Select time variables in a (multivariate/wide) data frame by name

No votes yet

This function will extract time labeled variables (or any variables with consistent naming) by name from a data frame in the order in which they appear in the data frame. This is especially useful in cases when one has a longitudinal or time-series data set where each row (subject) has many occasions of measurements for each measure.
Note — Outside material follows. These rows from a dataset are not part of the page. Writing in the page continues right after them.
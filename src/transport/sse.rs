// Copyright 2026 Layne Penney
// SPDX-License-Identifier: AGPL-3.0-or-later

//! Server-Sent-Events transport.
//!
//! Inbound frames arrive on a long-lived `GET` event stream; outbound frames
//! are POSTed to the endpoint the stream announces in its `endpoint` event,
//! or to the configured URL when none is announced. The stream reconnects on
//! its own, independently of the POST path, up to `sse_stream_retries`
//! consecutive times before reporting a transport failure.

use std::sync::Arc;
use std::time::Duration;

use futures_util::StreamExt;
use parking_lot::RwLock;
use reqwest::header::{ACCEPT, CACHE_CONTROL};
use tokio::sync::watch;
use tokio_util::sync::CancellationToken;
use tracing::{debug, info, warn};

use super::error::TransportError;
use super::framing::SseDecoder;
use super::http::{build_client, build_headers, Poster};
use super::{report_closed, EventSender, TransportEvent, TransportSettings};
use crate::config::ServerConfig;

/// How long `open` waits for the `endpoint` event before falling back to the
/// configured URL.
const ENDPOINT_GRACE: Duration = Duration::from_secs(1);

/// Base delay between stream reconnect attempts.
const STREAM_RETRY_DELAY: Duration = Duration::from_millis(200);

/// An open SSE session.
pub struct SseTransport {
    post_url: Arc<RwLock<String>>,
    poster: Poster,
}

impl SseTransport {
    /// Open the event stream and start its reader task.
    pub async fn open(
        config: &ServerConfig,
        settings: &TransportSettings,
        events: EventSender,
    ) -> Result<Self, TransportError> {
        let url = config
            .url()
            .ok_or_else(|| TransportError::Connect(format!("server '{}' has no url", config.id)))?;
        let stream_url =
            reqwest::Url::parse(url).map_err(|e| TransportError::Connect(e.to_string()))?;
        let client = build_client(settings)?;
        let headers = build_headers(config)?;
        let cancel = CancellationToken::new();

        let stream = StreamSession {
            server: config.id.clone(),
            client: client.clone(),
            headers: headers.clone(),
            url: stream_url.clone(),
        };
        let response = tokio::time::timeout(settings.connect_timeout, stream.connect())
            .await
            .map_err(|_| {
                TransportError::Connect(format!(
                    "timed out after {}ms",
                    settings.connect_timeout.as_millis()
                ))
            })??;

        info!(server = %config.id, url = %url, "SSE stream open");

        let post_url = Arc::new(RwLock::new(url.to_string()));
        let (endpoint_tx, mut endpoint_rx) = watch::channel(false);

        tokio::spawn(run_stream(
            stream,
            response,
            Arc::clone(&post_url),
            endpoint_tx,
            events.clone(),
            cancel.clone(),
            settings.sse_stream_retries,
        ));

        // Give the server a moment to announce its POST endpoint.
        let grace = ENDPOINT_GRACE.min(settings.connect_timeout);
        let announced = tokio::time::timeout(grace, endpoint_rx.wait_for(|ready| *ready)).await;
        if announced.is_err() {
            debug!(server = %config.id, "No endpoint event; posting to stream URL");
        }

        Ok(Self {
            post_url,
            poster: Poster {
                server: config.id.clone(),
                client,
                headers,
                events,
                cancel,
            },
        })
    }

    /// POST a frame to the announced endpoint.
    pub fn send(&self, frame: Vec<u8>) -> Result<(), TransportError> {
        let url = self.post_url.read().clone();
        self.poster.post(url, frame)
    }

    pub fn close(&self) {
        self.poster.cancel.cancel();
    }

    /// Where outbound frames currently go.
    pub fn post_url(&self) -> String {
        self.post_url.read().clone()
    }
}

impl Drop for SseTransport {
    fn drop(&mut self) {
        self.poster.cancel.cancel();
    }
}

struct StreamSession {
    server: String,
    client: reqwest::Client,
    headers: reqwest::header::HeaderMap,
    url: reqwest::Url,
}

impl StreamSession {
    async fn connect(&self) -> Result<reqwest::Response, TransportError> {
        let response = self
            .client
            .get(self.url.clone())
            .headers(self.headers.clone())
            .header(ACCEPT, "text/event-stream")
            .header(CACHE_CONTROL, "no-cache")
            .send()
            .await?;
        let status = response.status();
        if !status.is_success() {
            return Err(TransportError::Status {
                status: status.as_u16(),
                body: String::new(),
            });
        }
        Ok(response)
    }
}

async fn run_stream(
    session: StreamSession,
    first: reqwest::Response,
    post_url: Arc<RwLock<String>>,
    endpoint_tx: watch::Sender<bool>,
    events: EventSender,
    cancel: CancellationToken,
    max_retries: u32,
) {
    let mut response = Some(first);
    let mut failures: u32 = 0;

    loop {
        let outcome = match response.take() {
            Some(current) => {
                tokio::select! {
                    biased;
                    _ = cancel.cancelled() => return,
                    outcome = pump(&session, current, &post_url, &endpoint_tx, &events) => outcome,
                }
            }
            None => match tokio::select! {
                biased;
                _ = cancel.cancelled() => return,
                result = session.connect() => result,
            } {
                Ok(next) => {
                    info!(server = %session.server, "SSE stream reconnected");
                    response = Some(next);
                    continue;
                }
                Err(e) => StreamOutcome {
                    delivered: false,
                    error: e,
                },
            },
        };

        if cancel.is_cancelled() {
            return;
        }
        if outcome.delivered {
            failures = 0;
        }
        failures += 1;
        if failures > max_retries {
            warn!(server = %session.server, "SSE stream gave up after {} attempts: {}", max_retries, outcome.error);
            report_closed(&events, &cancel, outcome.error).await;
            return;
        }

        debug!(server = %session.server, attempt = failures, "SSE stream dropped: {}", outcome.error);
        tokio::select! {
            biased;
            _ = cancel.cancelled() => return,
            _ = tokio::time::sleep(STREAM_RETRY_DELAY * failures) => {}
        }
    }
}

struct StreamOutcome {
    /// Whether any event arrived before the stream ended.
    delivered: bool,
    error: TransportError,
}

async fn pump(
    session: &StreamSession,
    response: reqwest::Response,
    post_url: &RwLock<String>,
    endpoint_tx: &watch::Sender<bool>,
    events: &EventSender,
) -> StreamOutcome {
    let mut decoder = SseDecoder::new();
    let mut stream = response.bytes_stream();
    let mut delivered = false;

    while let Some(chunk) = stream.next().await {
        let chunk = match chunk {
            Ok(chunk) => chunk,
            Err(e) => {
                return StreamOutcome {
                    delivered,
                    error: e.into(),
                }
            }
        };
        for event in decoder.push(&chunk) {
            delivered = true;
            match event.event.as_deref() {
                Some("endpoint") => match session.url.join(event.data.trim()) {
                    Ok(endpoint) => {
                        debug!(server = %session.server, endpoint = %endpoint, "SSE endpoint announced");
                        *post_url.write() = endpoint.to_string();
                        endpoint_tx.send_replace(true);
                    }
                    Err(e) => warn!(server = %session.server, "Bad endpoint '{}': {}", event.data, e),
                },
                None | Some("message") => {
                    if !event.data.trim().is_empty()
                        && events
                            .send(TransportEvent::Frame(event.data.into_bytes()))
                            .await
                            .is_err()
                    {
                        return StreamOutcome {
                            delivered,
                            error: TransportError::Closed("event receiver dropped".into()),
                        };
                    }
                }
                Some(other) => debug!(server = %session.server, "Ignoring SSE event '{}'", other),
            }
        }
    }

    StreamOutcome {
        delivered,
        error: TransportError::StreamEnded("event stream closed".into()),
    }
}

#[cfg(test)]
mod tests {
    use super::*;

    #[tokio::test]
    async fn test_connect_refused() {
        let listener = tokio::net::TcpListener::bind("127.0.0.1:0").await.unwrap();
        let addr = listener.local_addr().unwrap();
        drop(listener);

        let config = ServerConfig::sse("sse", format!("http://{}/sse", addr));
        let (tx, _rx) = crate::transport::event_channel();
        let result = SseTransport::open(&config, &TransportSettings::default(), tx).await;
        assert!(matches!(result, Err(TransportError::Connect(_))));
    }

    #[test]
    fn test_endpoint_resolution() {
        let base = reqwest::Url::parse("http://127.0.0.1:9000/sse").unwrap();
        assert_eq!(
            base.join("/messages?sessionId=1").unwrap().as_str(),
            "http://127.0.0.1:9000/messages?sessionId=1"
        );
        assert_eq!(
            base.join("http://other:1/post").unwrap().as_str(),
            "http://other:1/post"
        );
    }
}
Code and examples after the jump.

frame_by_name <- function(data, word){
	.selected_names <- names(data)[grep(word, names(data))]
	as.data.frame(sapply(.selected_names, function(.name){
		data[[.name]]
	}))
}

Let's generate a data set where a depression and anxiety variable has been measured multiple times per subject:

my_data<- data.frame(
    id=c(1:50),
    depression1=rnorm(50),
    anxiety1=rnorm(50),
    depression2=rnorm(50),
    anxiety2=rnorm(50),
    depression3=rnorm(50),
    anxiety3=rnorm(50)
)
my_data

Let's say I want to do stuff with the depression variables (like plot them) without doing something like this:

depression <- data.frame(
    depression1=my_data$depression1,
    depression2=my_data$depression2,
    depression3=my_data$depression3
)

as this could get old fast with more occasions of measurement per subject. Instead, just run the following:

depression <- frame_by_name(my_data, "depression")
depression

Now, you can do fun things with the data, for example, transform it into univariate (stacked/tall/long) form (uses this function in the second half of the recipe).